What you should do:
Up to and including the line with "the file committer", restate the records below word for word, beginning with their first line.

Segment Start: The data

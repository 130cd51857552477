//! CLI commands and argument parsing

use clap::{Parser, Subcommand};
use std::path::PathBuf;

/// Checkpoint-synchronized cursor commit CLI
#[derive(Parser, Debug)]
#[command(name = "checkpoint-cursor")]
#[command(author, version, about, long_about = None)]
pub struct Cli {
    /// Configuration file (YAML or JSON)
    #[arg(short = 'C', long, global = true)]
    pub config: Option<PathBuf>,

    /// Output format
    #[arg(short, long, global = true, default_value = "json")]
    pub format: OutputFormat,

    /// Verbose output
    #[arg(short, long, global = true)]
    pub verbose: bool,

    #[command(subcommand)]
    pub command: Commands,
}

/// CLI subcommands
#[derive(Subcommand, Debug)]
pub enum Commands {
    /// Replay an event script through the coordinator
    Replay {
        /// Event script (YAML or JSON)
        script: PathBuf,

        /// Persist commits to this cursor file (overrides the configured committer)
        #[arg(long)]
        cursor_file: Option<PathBuf>,

        /// Keep going after a failed checkpoint completion
        #[arg(long)]
        keep_going: bool,
    },

    /// Check an event script against the reader contract
    Validate {
        /// Event script (YAML or JSON)
        script: PathBuf,
    },

    /// Show committed cursors
    Show {
        /// Cursor file written by the file committer
        cursor_file: PathBuf,
    },
}

/// Output format
#[derive(Debug, Clone, Copy, PartialEq, Eq, clap::ValueEnum)]
pub enum OutputFormat {
    /// JSON output (one message per line)
    Json,
    /// Human-readable output
    Pretty,
}
//! Replay script types and loading

use crate::error::{Error, Result};
use crate::reader::PartitionSplit;
use crate::types::{CheckpointId, Offset, PartitionId};
use serde::{Deserialize, Serialize};
use std::fs;
use std::path::Path;

/// A recorded sequence of reader events
#[derive(Debug, Clone, Default, Serialize, Deserialize)]
pub struct ReplayScript {
    /// Subscription for splits that do not name one
    #[serde(default)]
    pub subscription: Option<String>,

    /// Events in the order they happened
    #[serde(default, with = "serde_yaml::with::singleton_map_recursive")]
    pub events: Vec<ReplayEvent>,
}

impl ReplayScript {
    /// Subscription used for `partition`-only references
    pub fn subscription_or<'a>(&'a self, fallback: &'a str) -> &'a str {
        self.subscription.as_deref().unwrap_or(fallback)
    }
}

/// A single reader event
#[derive(Debug, Clone, PartialEq, Eq, Serialize, Deserialize)]
#[serde(rename_all = "snake_case")]
pub enum ReplayEvent {
    /// Splits assigned to the reader
    AddSplits(Vec<SplitSpec>),
    /// A record was emitted
    Emit(EmitEvent),
    /// A checkpoint snapshot was taken
    Checkpoint(CheckpointId),
    /// A checkpoint was confirmed complete
    Complete(CheckpointId),
    /// Partitions were permanently drained
    Finish(Vec<SplitRef>),
}

/// Split reference within a script
#[derive(Debug, Clone, PartialEq, Eq, Serialize, Deserialize)]
pub struct SplitSpec {
    /// Subscription, defaulting to the script's
    #[serde(default)]
    pub subscription: Option<String>,
    /// Partition number
    pub partition: u64,
    /// Offset to start reading from
    #[serde(default)]
    pub start: Offset,
}

impl SplitSpec {
    /// Resolve into a split, using `subscription` when none is named
    pub fn to_split(&self, subscription: &str) -> PartitionSplit {
        PartitionSplit::new(
            self.subscription.as_deref().unwrap_or(subscription),
            self.partition,
            self.start,
        )
    }
}

/// Emitted record reference
#[derive(Debug, Clone, PartialEq, Eq, Serialize, Deserialize)]
pub struct EmitEvent {
    /// Subscription, defaulting to the script's
    #[serde(default)]
    pub subscription: Option<String>,
    /// Partition number
    pub partition: u64,
    /// Offset of the emitted record
    pub offset: Offset,
}

impl EmitEvent {
    /// Partition id, using `subscription` when none is named
    pub fn partition_id(&self, subscription: &str) -> PartitionId {
        PartitionId::of(
            self.subscription.as_deref().unwrap_or(subscription),
            self.partition,
        )
    }
}

/// Reference to an assigned split
#[derive(Debug, Clone, PartialEq, Eq, Serialize, Deserialize)]
pub struct SplitRef {
    /// Subscription, defaulting to the script's
    #[serde(default)]
    pub subscription: Option<String>,
    /// Partition number
    pub partition: u64,
}

impl SplitRef {
    /// Partition id, using `subscription` when none is named
    pub fn partition_id(&self, subscription: &str) -> PartitionId {
        PartitionId::of(
            self.subscription.as_deref().unwrap_or(subscription),
            self.partition,
        )
    }
}

/// Load a replay script from a YAML or JSON file
pub fn load_script(path: impl AsRef<Path>) -> Result<ReplayScript> {
    let path = path.as_ref();
    let content = fs::read_to_string(path).map_err(|e| {
        if e.kind() == std::io::ErrorKind::NotFound {
            Error::FileNotFound {
                path: path.display().to_string(),
            }
        } else {
            Error::config(format!(
                "Failed to read replay script '{}': {}",
                path.display(),
                e
            ))
        }
    })?;

    if path.extension().is_some_and(|ext| ext == "json") {
        Ok(serde_json::from_str(&content)?)
    } else {
        load_script_from_str(&content)
    }
}

/// Load a replay script from a YAML string
///
/// Each event is a single-key map naming the event, e.g. `- checkpoint: 1`.
pub fn load_script_from_str(yaml: &str) -> Result<ReplayScript> {
    Ok(serde_yaml::from_str(yaml)?)
}
//! Coordinator types

use crate::position::PartitionPosition;
use crate::types::CheckpointId;
use serde::Serialize;

/// What a checkpoint completion committed
#[derive(Debug, Clone, Default, PartialEq, Eq, Serialize)]
pub struct CommitReport {
    /// Checkpoint id named in the completion notice
    pub checkpoint_id: CheckpointId,
    /// Registered checkpoints folded into this batch, ascending
    pub checkpoints: Vec<CheckpointId>,
    /// Positions committed, in issue order
    pub committed: Vec<PartitionPosition>,
    /// Positions dropped because a newer one for the partition was present
    pub superseded: usize,
    /// Positions skipped because an equal or newer offset was already committed
    pub skipped: usize,
}

impl CommitReport {
    /// Create an empty report for `checkpoint_id`
    pub fn new(checkpoint_id: CheckpointId) -> Self {
        Self {
            checkpoint_id,
            ..Self::default()
        }
    }

    /// Whether nothing was committed
    pub fn is_empty(&self) -> bool {
        self.committed.is_empty()
    }
}

/// Counters kept by the coordinator
#[derive(Debug, Clone, Default, PartialEq, Eq, Serialize)]
pub struct CoordinatorStats {
    /// Checkpoints registered
    pub checkpoints_registered: usize,
    /// Checkpoints whose snapshot was committed
    pub checkpoints_completed: usize,
    /// Checkpoints dropped uncommitted on close
    pub checkpoints_discarded: usize,
    /// Finished-partition positions recorded
    pub finished_recorded: usize,
    /// Successful commit calls
    pub commits_issued: usize,
    /// Failed commit calls
    pub commits_failed: usize,
    /// Positions dropped in favor of a newer one
    pub positions_superseded: usize,
}

impl CoordinatorStats {
    /// Create new stats
    pub fn new() -> Self {
        Self::default()
    }

    /// Add a registered checkpoint
    pub fn add_registered(&mut self) {
        self.checkpoints_registered += 1;
    }

    /// Add completed checkpoints
    pub fn add_completed(&mut self, count: usize) {
        self.checkpoints_completed += count;
    }

    /// Add discarded checkpoints
    pub fn add_discarded(&mut self, count: usize) {
        self.checkpoints_discarded += count;
    }

    /// Add a recorded finished position
    pub fn add_finished(&mut self) {
        self.finished_recorded += 1;
    }

    /// Add a successful commit
    pub fn add_commit(&mut self) {
        self.commits_issued += 1;
    }

    /// Add a failed commit
    pub fn add_failure(&mut self) {
        self.commits_failed += 1;
    }

    /// Add superseded positions
    pub fn add_superseded(&mut self, count: usize) {
        self.positions_superseded += count;
    }
}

Segment End: The data

Solution to this exercise:
repository 130cd51857552477
//! CLI commands and argument parsing

use clap::{Parser, Subcommand};
use std::path::PathBuf;

/// Checkpoint-synchronized cursor commit CLI
#[derive(Parser, Debug)]
#[command(name = "checkpoint-cursor")]
#[command(author, version, about, long_about = None)]
pub struct Cli {
    /// Configuration file (YAML or JSON)
    #[arg(short = 'C', long, global = true)]
    pub config: Option<PathBuf>,

    /// Output format
    #[arg(short, long, global = true, default_value = "json")]
    pub format: OutputFormat,

    /// Verbose output
    #[arg(short, long, global = true)]
    pub verbose: bool,

    #[command(subcommand)]
    pub command: Commands,
}

/// CLI subcommands
#[derive(Subcommand, Debug)]
pub enum Commands {
    /// Replay an event script through the coordinator
    Replay {
        /// Event script (YAML or JSON)
        script: PathBuf,

        /// Persist commits to this cursor file (overrides the configured committer)
        #[arg(long)]
        cursor_file: Option<PathBuf>,

        /// Keep going after a failed checkpoint completion
        #[arg(long)]
        keep_going: bool,
    },

    /// Check an event script against the reader contract
    Validate {
        /// Event script (YAML or JSON)
        script: PathBuf,
    },

    /// Show committed cursors
    Show {
        /// Cursor file written by the file committer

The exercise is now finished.